**GOAL OF THE EXERCISE**
Set the records down again in full, with every word kept.

- - - - -

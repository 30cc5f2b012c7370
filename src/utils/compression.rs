//! Zlib compression for packet bodies.
//!
//! The compressed framing format deflates whole packet bodies in a single
//! shot and records the uncompressed length in the frame header, so
//! inflation can (and must) be validated against an exact expected length.
//! A configurable output bound protects against decompression bombs.

use crate::error::{ProtocolError, Result};
use flate2::read::ZlibDecoder;
use flate2::write::ZlibEncoder;
use flate2::Compression;
use std::io::{Read, Write};

/// Zlib contexts plus the negotiated size threshold.
///
/// Starts disabled; [`enable`](Self::enable) is called at most once, when
/// the server announces compression. Bodies at least `threshold` bytes
/// long are deflated; shorter bodies travel uncompressed inside the
/// compressed-format envelope.
#[derive(Debug)]
pub struct CompressionUnit {
    threshold: Option<u32>,
    level: Compression,
    max_inflated: usize,
}

impl CompressionUnit {
    pub fn new(level: u32, max_inflated: usize) -> Self {
        Self {
            threshold: None,
            level: Compression::new(level),
            max_inflated,
        }
    }

    /// Switch framing to the compressed format with the given threshold.
    pub fn enable(&mut self, threshold: u32) {
        self.threshold = Some(threshold);
    }

    pub fn is_enabled(&self) -> bool {
        self.threshold.is_some()
    }

    /// Negotiated threshold, if compression has been enabled.
    pub fn threshold(&self) -> Option<u32> {
        self.threshold
    }

    /// Deflate a whole packet body.
    ///
    /// # Errors
    /// [`ProtocolError::CompressionFailure`] if the zlib stream errors.
    pub fn compress(&self, body: &[u8]) -> Result<Vec<u8>> {
        let mut encoder = ZlibEncoder::new(Vec::with_capacity(body.len() / 2), self.level);
        encoder
            .write_all(body)
            .map_err(|_| ProtocolError::CompressionFailure)?;
        encoder.finish().map_err(|_| ProtocolError::CompressionFailure)
    }

    /// Inflate a packet body, requiring exactly `expected_len` output bytes.
    ///
    /// # Errors
    /// [`ProtocolError::OversizedFrame`] if `expected_len` exceeds the
    /// configured bound, [`ProtocolError::DecompressionFailure`] on a bad
    /// zlib stream, [`ProtocolError::LengthMismatch`] if inflation yields
    /// any other length.
    pub fn decompress(&self, data: &[u8], expected_len: usize) -> Result<Vec<u8>> {
        if expected_len > self.max_inflated {
            return Err(ProtocolError::OversizedFrame(expected_len));
        }

        let mut out = Vec::with_capacity(expected_len);
        let mut decoder = ZlibDecoder::new(data).take(expected_len as u64 + 1);
        decoder
            .read_to_end(&mut out)
            .map_err(|_| ProtocolError::DecompressionFailure)?;

        if out.len() != expected_len {
            return Err(ProtocolError::LengthMismatch {
                expected: expected_len,
                actual: out.len(),
            });
        }
        Ok(out)
    }
}
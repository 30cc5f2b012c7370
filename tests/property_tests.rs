//! Property-based tests using proptest
//!
//! These validate the framing invariants across randomly generated bodies,
//! thresholds, and read fragmentations.

#![allow(clippy::unwrap_used, clippy::expect_used)]

use mc_protocol_client::core::codec::{Frame, Framer};
use mc_protocol_client::core::varint;
use mc_protocol_client::error::Result;
use mc_protocol_client::protocol::PacketBody;
use proptest::prelude::*;

const MAX_FRAME: usize = 2_097_151;

/// Opaque packet body for exercising the framer.
#[derive(Debug, Clone)]
struct Blob {
    id: u32,
    bytes: Vec<u8>,
}

impl PacketBody for Blob {
    fn packet_id(&self) -> u32 {
        self.id
    }
    fn name(&self) -> &'static str {
        "Blob"
    }
    fn encode(&self, out: &mut Vec<u8>) -> Result<()> {
        out.extend_from_slice(&self.bytes);
        Ok(())
    }
    fn as_any(&self) -> &dyn std::any::Any {
        self
    }
}

fn framer() -> Framer {
    Framer::new(MAX_FRAME, 6, 8 * 1024 * 1024)
}

fn apply_mode(f: &mut Framer, compression: Option<u32>, encryption: Option<[u8; 16]>) {
    if let Some(threshold) = compression {
        f.enable_compression(threshold);
    }
    if let Some(secret) = encryption {
        f.enable_encryption(&secret);
    }
}

fn feed(f: &mut Framer, bytes: &[u8]) {
    f.prepare_inbound(bytes.len())[..bytes.len()].copy_from_slice(bytes);
    f.commit_inbound(bytes.len());
}

fn drain(f: &mut Framer) -> Vec<Frame> {
    let mut frames = Vec::new();
    while let Some(frame) = f.next_frame().unwrap() {
        frames.push(frame);
    }
    frames
}

// Property: decode(encode(B, M), M) == B for every framing mode.
proptest! {
    #[test]
    fn prop_framing_roundtrip(
        id in 0u32..128,
        body in prop::collection::vec(any::<u8>(), 0..4096),
        compression in prop::option::of(0u32..1024),
        encryption in prop::option::of(any::<[u8; 16]>()),
    ) {
        let mut tx = framer();
        let mut rx = framer();
        apply_mode(&mut tx, compression, encryption);
        apply_mode(&mut rx, compression, encryption);

        tx.encode_packet(&Blob { id, bytes: body.clone() }).unwrap();
        let wire = tx.outbound_data().to_vec();

        feed(&mut rx, &wire);
        let frames = drain(&mut rx);
        prop_assert_eq!(frames.len(), 1);
        prop_assert_eq!(frames[0].id, id);
        prop_assert_eq!(&frames[0].body, &body);
    }
}

// Property: arbitrary read fragmentation yields the same packet sequence
// as one giant read.
proptest! {
    #[test]
    fn prop_fragmentation_equivalence(
        bodies in prop::collection::vec(prop::collection::vec(any::<u8>(), 0..256), 1..8),
        compression in prop::option::of(0u32..256),
        cuts in prop::collection::vec(any::<prop::sample::Index>(), 0..16),
    ) {
        let mut tx = framer();
        apply_mode(&mut tx, compression, None);
        for (i, body) in bodies.iter().enumerate() {
            tx.encode_packet(&Blob { id: i as u32, bytes: body.clone() }).unwrap();
        }
        let wire = tx.outbound_data().to_vec();

        // One giant read.
        let mut rx_whole = framer();
        apply_mode(&mut rx_whole, compression, None);
        feed(&mut rx_whole, &wire);
        let whole = drain(&mut rx_whole);

        // Arbitrary split points.
        let mut points: Vec<usize> = cuts.iter().map(|ix| ix.index(wire.len() + 1)).collect();
        points.push(0);
        points.push(wire.len());
        points.sort_unstable();
        points.dedup();

        let mut rx_split = framer();
        apply_mode(&mut rx_split, compression, None);
        let mut split = Vec::new();
        for pair in points.windows(2) {
            feed(&mut rx_split, &wire[pair[0]..pair[1]]);
            split.extend(drain(&mut rx_split));
        }

        prop_assert_eq!(whole.len(), bodies.len());
        prop_assert_eq!(&whole, &split);
    }
}

// Property: varint roundtrip and size bounds over the whole u32 range.
proptest! {
    #[test]
    fn prop_varint_roundtrip(value in any::<u32>()) {
        let mut out = Vec::new();
        varint::encode(&mut out, value);
        prop_assert!((1..=5).contains(&out.len()));
        prop_assert_eq!(out.len(), varint::sizeof(value));
        let (decoded, used) = varint::decode(&out).unwrap();
        prop_assert_eq!(decoded, value);
        prop_assert_eq!(used, out.len());
    }
}

// Property: compressed frames advertise the threshold decision correctly.
proptest! {
    #[test]
    fn prop_threshold_selects_envelope(
        body in prop::collection::vec(any::<u8>(), 0..2048),
        threshold in 1u32..1024,
    ) {
        let mut tx = framer();
        tx.enable_compression(threshold);
        tx.encode_packet(&Blob { id: 0, bytes: body.clone() }).unwrap();
        let wire = tx.outbound_data();

        let (_outer, n) = varint::decode(wire).unwrap();
        let (inner, _) = varint::decode(&wire[n..]).unwrap();

        let body_len = body.len() + 1; // id byte
        if body_len >= threshold as usize {
            prop_assert_eq!(inner as usize, body_len);
        } else {
            prop_assert_eq!(inner, 0);
        }
    }
}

- - - - -

**ANSWER TO THIS TASK**
repository 30cc5f2b012c7370
filename src/utils/compression.rs
//! Zlib compression for packet bodies.
//!
//! The compressed framing format deflates whole packet bodies in a single
//! shot and records the uncompressed length in the frame header, so
//! inflation can (and must) be validated against an exact expected length.
//! A configurable output bound protects against decompression bombs.

use crate::error::{ProtocolError, Result};
use flate2::read::ZlibDecoder;
use flate2::write::ZlibEncoder;
use flate2::Compression;
use std::io::{Read, Write};

/// Zlib contexts plus the negotiated size threshold.
///
/// Starts disabled; [`enable`](Self::enable) is called at most once, when
/// the server announces compression. Bodies at least `threshold` bytes
/// long are deflated; shorter bodies travel uncompressed inside the
/// compressed-format envelope.
#[derive(Debug)]
pub struct CompressionUnit {
    threshold: Option<u32>,
    level: Compression,
    max_inflated: usize,
}

impl CompressionUnit {
    pub fn new(level: u32, max_inflated: usize) -> Self {
        Self {
            threshold: None,
            level: Compression::new(level),
            max_inflated,
        }
    }

    /// Switch framing to the compressed format with the given threshold.
    pub fn enable(&mut self, threshold: u32) {
        self.threshold = Some(threshold);
    }

    pub fn is_enabled(&self) -> bool {
        self.threshold.is_some()
    }

    /// Negotiated threshold, if compression has been enabled.
    pub fn threshold(&self) -> Option<u32> {
        self.threshold
    }

    /// Deflate a whole packet body.
    ///
    /// # Errors
    /// [`ProtocolError::CompressionFailure`] if the zlib stream errors.
    pub fn compress(&self, body: &[u8]) -> Result<Vec<u8>> {
        let mut encoder = ZlibEncoder::new(Vec::with_capacity(body.len() / 2), self.level);
        encoder
            .write_all(body)
            .map_err(|_| ProtocolError::CompressionFailure)?;
        encoder.finish().map_err(|_| ProtocolError::CompressionFailure)
    }

    /// Inflate a packet body, requiring exactly `expected_len` output bytes.
    ///
    /// # Errors
    /// [`ProtocolError::OversizedFrame`] if `expected_len` exceeds the
    /// configured bound, [`ProtocolError::DecompressionFailure`] on a bad
    /// zlib stream, [`ProtocolError::LengthMismatch`] if inflation yields
    /// any other length.
    pub fn decompress(&self, data: &[u8], expected_len: usize) -> Result<Vec<u8>> {
        if expected_len > self.max_inflated {
            return Err(ProtocolError::OversizedFrame(expected_len));
        }

        let mut out = Vec::with_capacity(expected_len);
        let mut decoder = ZlibDecoder::new(data).take(expected_len as u64 + 1);
        decoder
            .read_to_end(&mut out)
            .map_err(|_| ProtocolError::DecompressionFailure)?;

        if out.len() != expected_len {
            return Err(ProtocolError::LengthMismatch {
                expected: expected_len,
                actual: out.len(),
            });
        }
        Ok(out)
    }
}
repository 30cc5f2b012c7370
filename tests/property_tests.rs
//! Property-based tests using proptest
//!
//! These validate the framing invariants across randomly generated bodies,
//! thresholds, and read fragmentations.

#![allow(clippy::unwrap_used, clippy::expect_used)]

use mc_protocol_client::core::codec::{Frame, Framer};
use mc_protocol_client::core::varint;
use mc_protocol_client::error::Result;
use mc_protocol_client::protocol::PacketBody;
use proptest::prelude::*;

const MAX_FRAME: usize = 2_097_151;

/// Opaque packet body for exercising the framer.
#[derive(Debug, Clone)]
struct Blob {
    id: u32,
    bytes: Vec<u8>,
}

impl PacketBody for Blob {
    fn packet_id(&self) -> u32 {
        self.id
    }
    fn name(&self) -> &'static str {
        "Blob"
    }
    fn encode(&self, out: &mut Vec<u8>) -> Result<()> {
        out.extend_from_slice(&self.bytes);
        Ok(())
    }
    fn as_any(&self) -> &dyn std::any::Any {
        self
    }
}

fn framer() -> Framer {
    Framer::new(MAX_FRAME, 6, 8 * 1024 * 1024)
}

fn apply_mode(f: &mut Framer, compression: Option<u32>, encryption: Option<[u8; 16]>) {
    if let Some(threshold) = compression {
        f.enable_compression(threshold);
    }
    if let Some(secret) = encryption {
        f.enable_encryption(&secret);
    }
}

fn feed(f: &mut Framer, bytes: &[u8]) {
    f.prepare_inbound(bytes.len())[..bytes.len()].copy_from_slice(bytes);
    f.commit_inbound(bytes.len());
}

fn drain(f: &mut Framer) -> Vec<Frame> {
    let mut frames = Vec::new();
    while let Some(frame) = f.next_frame().unwrap() {
        frames.push(frame);
    }
    frames
}

// Property: decode(encode(B, M), M) == B for every framing mode.
proptest! {
    #[test]
    fn prop_framing_roundtrip(
        id in 0u32..128,
        body in prop::collection::vec(any::<u8>(), 0..4096),
        compression in prop::option::of(0u32..1024),
        encryption in prop::option::of(any::<[u8; 16]>()),
    ) {
        let mut tx = framer();
        let mut rx = framer();
        apply_mode(&mut tx, compression, encryption);
        apply_mode(&mut rx, compression, encryption);

        tx.encode_packet(&Blob { id, bytes: body.clone() }).unwrap();
        let wire = tx.outbound_data().to_vec();

        feed(&mut rx, &wire);
        let frames = drain(&mut rx);
        prop_assert_eq!(frames.len(), 1);
        prop_assert_eq!(frames[0].id, id);
        prop_assert_eq!(&frames[0].body, &body);
    }
}

// Property: arbitrary read fragmentation yields the same packet sequence
// as one giant read.
proptest! {
    #[test]
    fn prop_fragmentation_equivalence(
        bodies in prop::collection::vec(prop::collection::vec(any::<u8>(), 0..256), 1..8),
        compression in prop::option::of(0u32..256),
        cuts in prop::collection::vec(any::<prop::sample::Index>(), 0..16),
    ) {
        let mut tx = framer();
        apply_mode(&mut tx, compression, None);
        for (i, body) in bodies.iter().enumerate() {
            tx.encode_packet(&Blob { id: i as u32, bytes: body.clone() }).unwrap();
        }
        let wire = tx.outbound_data().to_vec();

        // One giant read.
        let mut rx_whole = framer();
        apply_mode(&mut rx_whole, compression, None);
        feed(&mut rx_whole, &wire);
        let whole = drain(&mut rx_whole);

        // Arbitrary split points.
        let mut points: Vec<usize> = cuts.iter().map(|ix| ix.index(wire.len() + 1)).collect();
        points.push(0);
        points.push(wire.len());
        points.sort_unstable();
        points.dedup();

        let mut rx_split = framer();
        apply_mode(&mut rx_split, compression, None);
        let mut split = Vec::new();
        for pair in points.windows(2) {
            feed(&mut rx_split, &wire[pair[0]..pair[1]]);
            split.extend(drain(&mut rx_split));
        }

        prop_assert_eq!(whole.len(), bodies.len());
        prop_assert_eq!(&whole, &split);
    }
}

// Property: varint roundtrip and size bounds over the whole u32 range.
proptest! {
    #[test]
    fn prop_varint_roundtrip(value in any::<u32>()) {
        let mut out = Vec::new();
        varint::encode(&mut out, value);
        prop_assert!((1..=5).contains(&out.len()));
        prop_assert_eq!(out.len(), varint::sizeof(value));
        let (decoded, used) = varint::decode(&out).unwrap();
        prop_assert_eq!(decoded, value);
        prop_assert_eq!(used, out.len());
    }
}

// Property: compressed frames advertise the threshold decision correctly.
proptest! {
    #[test]
    fn prop_threshold_selects_envelope(
        body in prop::collection::vec(any::<u8>(), 0..2048),
        threshold in 1u32..1024,
    ) {
        let mut tx = framer();
        tx.enable_compression(threshold);
        tx.encode_packet(&Blob { id: 0, bytes: body.clone() }).unwrap();
        let wire = tx.outbound_data();

        let (_outer, n) = varint::decode(wire).unwrap();
        let (inner, _) = varint::decode(&wire[n..]).unwrap();

        let body_len = body.len() + 1; // id byte
        if body_len >= threshold as usize {
            prop_assert_eq!(inner as usize, body_len);
        } else {
            prop_assert_eq!(inner, 0);
        }
    }
}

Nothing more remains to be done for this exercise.